══ Task input ══

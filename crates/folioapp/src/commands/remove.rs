use super::helpers::all_or_nothing;
use super::{CmdMessage, CmdResult};
use crate::error::Result;
use crate::hooks::{Hooks, MutationEvent};
use crate::model::{Kind, Resource};
use crate::store::DocumentStore;

/// Permanently deletes a document and everything below it.
///
/// Descendants go first, deepest last-visited first. If any delete fails,
/// the documents already deleted are written back.
pub fn run<S: DocumentStore>(store: &mut S, hooks: &Hooks, kind: Kind, id: &str) -> Result<CmdResult> {
    let resource = store.get(kind, id)?;
    let descendants = store.database().descendant_ids(id);

    let mut removed = all_or_nothing(store, |store, journal| {
        let mut removed = Vec::with_capacity(descendants.len() + 1);
        for (child_kind, child_id) in descendants.iter().rev() {
            removed.push(journal.delete(store, *child_kind, child_id)?);
        }
        removed.push(journal.delete(store, kind, id)?);
        Ok(removed)
    })?;

    for doc in &removed {
        hooks.emit(MutationEvent::Removed(doc.clone()));
    }
    let target = removed.pop();
    let mut affected: Vec<Resource> = target.into_iter().collect();
    affected.extend(removed);

    let mut result = CmdResult::default();
    result.add_message(CmdMessage::success(format!(
        "{} removed: {}",
        kind,
        resource.name()
    )));
    if !descendants.is_empty() {
        result.add_message(CmdMessage::info(format!(
            "Removed {} nested documents",
            descendants.len()
        )));
    }
    Ok(result.with_affected(affected))
}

═══

[Exercise objective]
With the line that contains "let resource = store.get(kind, id)?;" as the starting point, output each line exactly through the end of the listing above.

[Exercise solution]
    let resource = store.get(kind, id)?;
    let descendants = store.database().descendant_ids(id);

    let mut removed = all_or_nothing(store, |store, journal| {
        let mut removed = Vec::with_capacity(descendants.len() + 1);
        for (child_kind, child_id) in descendants.iter().rev() {
            removed.push(journal.delete(store, *child_kind, child_id)?);
        }
        removed.push(journal.delete(store, kind, id)?);
        Ok(removed)
    })?;

    for doc in &removed {
        hooks.emit(MutationEvent::Removed(doc.clone()));
    }
    let target = removed.pop();
    let mut affected: Vec<Resource> = target.into_iter().collect();
    affected.extend(removed);

    let mut result = CmdResult::default();
    result.add_message(CmdMessage::success(format!(
        "{} removed: {}",
        kind,
        resource.name()
    )));
    if !descendants.is_empty() {
        result.add_message(CmdMessage::info(format!(
            "Removed {} nested documents",
            descendants.len()
        )));
    }
    Ok(result.with_affected(affected))
}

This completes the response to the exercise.